グローバルなVTuberを目指すシロさん

山中氏「いやぁぁ、かわいいですねぇぇ~~。早速ですがシロさん、普段の活動内容を教えていただけますでしょうか」

まだまだ興奮気味の山中氏ではあるが、VTuber2人へのインタビューが始まった。

シロさん「はい、アイドルを目指すべく、踊ってみた動画やゲーム実況の動画を配信したり、テレビやイベントのMCをしたり、いろんなことに挑戦しています」

ばあちゃるさん「そうなんですよ、ハイハイハイハイ~」

質問に答えるシロさん

ちなみに、「VTuberって何?」という読者のために説明しておくが、VTuberとはさまざまな動画をYouTubeにアップするバーチャル上のキャラクターのことだ。最近は動画制作だけでなく、企業の宣伝を行ったり、テレビ番組に出演したりと、さまざまな取り組みを行っている。「それだけ聞いてもわからん」という人のために、動画のリンクを1つ貼っておこう。

VTuber・輝夜月のゲーム実況動画。ほかにも、声真似や絵描き歌など、さまざまな動画があるのでぜひ観てほしい。何なら、チャンネル登録してみてほしい

山中氏「シロさんは多方面で活躍されているようですね。デビューしてから大変だったことは何でしょうか」

シロさん「そうですねぇ、シロはデビューしてから1年経ったのですが、VTuberブームが来る前はあまりファンの方もいなくて大変でした。『誰か観て!』って感じでしたね」

ばあちゃるさん「ハイハイハイハイ~」

今では5000人を超えるVTuberが活躍しており、ファンの数も1400万人以上いるというが、ここまで市場が拡大したのはつい最近の出来事。2017年末ごろにブームが到来し、そこから多くのVTuberが登場したのだ。その話題性や影響力の高さから、最近では大手企業がプロモーションの一環として活用することもあるほど。弊誌でも、以前ロート製薬に取材を申し込んだ際、対応してくれたのがVTuberの根羽清ココロさんだった

山中氏「これから目指したいことはありますか?」

シロさん「海外のFPSやTPSのシューティングゲームがとっても好きで、先日海外のゲームイベントE3で日本語と英語を使った現地レポートを生配信しました。実はそれがやりたいことでもあったので、今は次の夢を1つずつ増やしていっているところですね。海外方面でも活躍できたらなぁって思ってます」

今回のインタビューが行われたのは2018年9月21日。約2週間後の10月5日には、その宣言通りに「Siro reported from Anime Expo 2018! - World Premiere of SSSS.GRIDMAN」という英語の動画がアップされていた。バーチャルとリアル、そして日本と海外を股にかけ、八面六臂の大活躍といえよう。

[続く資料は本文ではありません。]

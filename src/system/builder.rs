use std::cell::RefCell;

use nalgebra::{DMatrix, DVector};
use num_traits::{FromPrimitive, One, Zero};

use crate::{
    error::{DiffstepError, SystemError},
    scalar::to_f64,
    system_error, Communicator, OpStatistics, Scalar,
};

use super::ode_system::{OdeSystem, Qoi, RhsFn, RhsJacFn};

type InitFn<T> = Box<dyn Fn(&DVector<T>, T) -> DVector<T>>;

/// Builder for [OdeSystem]s. Use methods to set the equations and options and then call [Self::build] when done.
///
/// # Example
///
/// ```rust
/// use diffstep::{OdeSystemBuilder, System};
/// use nalgebra::DVector;
///
/// let system = OdeSystemBuilder::<f64>::new()
///     .name("decay")
///     .deltat(0.1)
///     .p([0.5])
///     .rhs(
///         // dy/dt = -ay
///         |x, p, _t, y| y[0] = -p[0] * x[0],
///         // Jv = -av
///         |_x, p, _t, v, y| y[0] = -p[0] * v[0],
///     )
///     // y(0) = 1
///     .init(|_p, _t| DVector::from_element(1, 1.0))
///     // Q = y
///     .qoi(|x, _p, _t| x[0], |_x, _p, _t, y| y[0] = 1.0)
///     .build()
///     .unwrap();
///
/// assert_eq!(system.nstates(), 1);
/// assert_eq!(system.name(), "decay");
/// ```
pub struct OdeSystemBuilder<T: Scalar = f64> {
    name: String,
    comm: Communicator,
    t0: T,
    deltat: T,
    p: Vec<T>,
    rhs: Option<(RhsFn<T>, RhsJacFn<T>)>,
    rhs_sens: Option<RhsJacFn<T>>,
    mass: Option<DMatrix<T>>,
    init: Option<InitFn<T>>,
    qois: Vec<Qoi<T>>,
}

impl Default for OdeSystemBuilder {
    fn default() -> Self {
        Self::new()
    }
}

impl<T: Scalar> OdeSystemBuilder<T> {
    /// Create a new builder with default parameters:
    /// - name = "system"
    /// - comm = [Communicator::serial]
    /// - t0 = 0.0
    /// - deltat = 1.0
    /// - p = []
    pub fn new() -> Self {
        Self {
            name: "system".to_string(),
            comm: Communicator::serial(),
            t0: T::zero(),
            deltat: T::one(),
            p: vec![],
            rhs: None,
            rhs_sens: None,
            mass: None,
            init: None,
            qois: vec![],
        }
    }

    pub fn name(mut self, name: impl Into<String>) -> Self {
        self.name = name.into();
        self
    }

    pub fn comm(mut self, comm: Communicator) -> Self {
        self.comm = comm;
        self
    }

    pub fn t0(mut self, t0: f64) -> Self {
        self.t0 = T::from_f64(t0).unwrap();
        self
    }

    /// Set the initial step size.
    pub fn deltat(mut self, deltat: f64) -> Self {
        self.deltat = T::from_f64(deltat).unwrap();
        self
    }

    pub fn p<P: IntoIterator<Item = f64>>(mut self, p: P) -> Self {
        self.p = p.into_iter().map(|x| T::from_f64(x).unwrap()).collect();
        self
    }

    /// Set the right-hand side of the ODE.
    ///
    /// # Arguments
    ///
    /// - `rhs`: Function of type Fn(x: &V, p: &V, t: T, y: &mut V) that computes the right-hand side of the ODE.
    /// - `rhs_jac`: Function of type Fn(x: &V, p: &V, t: T, v: &V, y: &mut V) that computes the multiplication of the jacobian of the right-hand side with the vector v.
    pub fn rhs<F, G>(mut self, rhs: F, rhs_jac: G) -> Self
    where
        F: Fn(&DVector<T>, &DVector<T>, T, &mut DVector<T>) + 'static,
        G: Fn(&DVector<T>, &DVector<T>, T, &DVector<T>, &mut DVector<T>) + 'static,
    {
        self.rhs = Some((Box::new(rhs), Box::new(rhs_jac)));
        self
    }

    /// Set the action of the parameter-jacobian of the right-hand side.
    ///
    /// # Arguments
    ///
    /// - `rhs_sens`: Function of type Fn(x: &V, p: &V, t: T, v: &V, y: &mut V) that computes `y = df/dp v`, where `v` has the length of the parameter vector.
    pub fn rhs_sens<H>(mut self, rhs_sens: H) -> Self
    where
        H: Fn(&DVector<T>, &DVector<T>, T, &DVector<T>, &mut DVector<T>) + 'static,
    {
        self.rhs_sens = Some(Box::new(rhs_sens));
        self
    }

    /// Set a constant mass matrix `M` for the system `M dy/dt = f(y, p, t)`.
    pub fn mass(mut self, mass: DMatrix<T>) -> Self {
        self.mass = Some(mass);
        self
    }

    /// Set the initial condition.
    ///
    /// # Arguments
    ///
    /// - `init`: Function of type Fn(p: &V, t: T) -> V that computes the initial state. Its length sets the number of states.
    pub fn init<I>(mut self, init: I) -> Self
    where
        I: Fn(&DVector<T>, T) -> DVector<T> + 'static,
    {
        self.init = Some(Box::new(init));
        self
    }

    /// Add a quantity of interest. QoIs are numbered in the order they are added.
    ///
    /// # Arguments
    ///
    /// - `value`: Function of type Fn(x: &V, p: &V, t: T) -> T evaluating the QoI.
    /// - `gradient`: Function of type Fn(x: &V, p: &V, t: T, y: &mut V) computing the gradient of the QoI with respect to `x`.
    pub fn qoi<Q, D>(mut self, value: Q, gradient: D) -> Self
    where
        Q: Fn(&DVector<T>, &DVector<T>, T) -> T + 'static,
        D: Fn(&DVector<T>, &DVector<T>, T, &mut DVector<T>) + 'static,
    {
        self.qois.push(Qoi {
            value: Box::new(value),
            gradient: Box::new(gradient),
        });
        self
    }

    pub fn build(self) -> Result<OdeSystem<T>, DiffstepError> {
        let (rhs, rhs_jac) = self.rhs.ok_or(system_error!(MissingRhs))?;
        let init = self.init.ok_or(system_error!(MissingInit))?;
        if !(self.deltat > T::zero() && self.deltat < T::INFINITY) {
            return Err(system_error!(InvalidStepSize, to_f64(self.deltat)));
        }
        let params = DVector::from_vec(self.p);
        let solution = init(&params, self.t0);
        let nstates = solution.len();
        if nstates == 0 {
            return Err(system_error!(InitLengthMismatch {
                expected: 1,
                got: 0
            }));
        }
        if let Some(mass) = self.mass.as_ref() {
            if mass.nrows() != nstates || mass.ncols() != nstates {
                return Err(system_error!(MassShapeMismatch {
                    nrows: mass.nrows(),
                    ncols: mass.ncols(),
                    nstates: nstates
                }));
            }
        }
        Ok(OdeSystem {
            name: self.name,
            comm: self.comm,
            solution,
            time: self.t0,
            deltat: self.deltat,
            params,
            rhs,
            rhs_jac,
            rhs_sens: self.rhs_sens,
            mass: self.mass,
            qois: self.qois,
            adjoint_solutions: Vec::new(),
            statistics: RefCell::new(OpStatistics::default()),
        })
    }
}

海外で行われた「Anime Expo 2018」の紹介動画。すべて英語で紹介されている

山中氏「ばあちゃるさん、さっきから何か言いたそうな様子ですよね」

ばあちゃるさん「そんなことないですよ~。これからたくさん質問くるかなぁ~と思って、準備運動してたんですよハイハイハイハイ~」

山中氏「そういえば、シロさん1歳の生誕祭では、バーチャル空間でカラオケ大会を開催したそうですね」

ばあちゃるさん「よく知ってますねぇ~。イヤイヤイヤ~。業界を盛り上げるべく、ほかのVTuberさんも呼んで定期的に大型のイベントを開いてましてね~ハイ。バーチャルカラオケのときも非常に盛り上がったんですよハイハイハイ」

シロ「ほかのVTuberさんと一緒に、バーチャル空間で人間みたいに遊ぶことができて、新時代の幕開けだ~って思いました」

ばあちゃるさん

リアルイベントでもバーチャル空間から参加できるVTuber

山中氏「確かに、だんだんTGS2018の会場にいることを忘れて、シロさんとばあちゃるさんと3人で話しているような感覚になってきますね。ところで、ビジネスっぽいお話も聞きたいのですが」

ばあちゃるさん「いいですよぉ~、山中さん! 何でも聞いてくださいねぇ~、ハイハイハイ」

山中氏「元々シロさんがゲームのキャラクターだったと聞いたことがあるのですが、事実ですか?」

ばあちゃるさん「えぇ~……。超答えづらいヤツきましたね。……えっと。まぁ、確かにですねぇ、運営会社が作っているゲームの主人公にすごく似ているという噂があるんですけど、なにも明かされないので、これはですねぇ、ご想像にお任せします! 山中さんブッ込んできましたねぇハイハイハイ~」

上記のやり取りについて説明すると、シロさんの運営を行うアップランドが発表したスマホ向けソーシャルゲーム『少女兵器大戦』に登場する主人公「兵姫シロ」が、シロさんの“元ネタ”なのではないかと、一部では噂になっていたのだ。ちなみに、ゲーム自体、発表はあったもののリリースされているわけではなく、開発がどこまで進んでいるのかはわからない状況である。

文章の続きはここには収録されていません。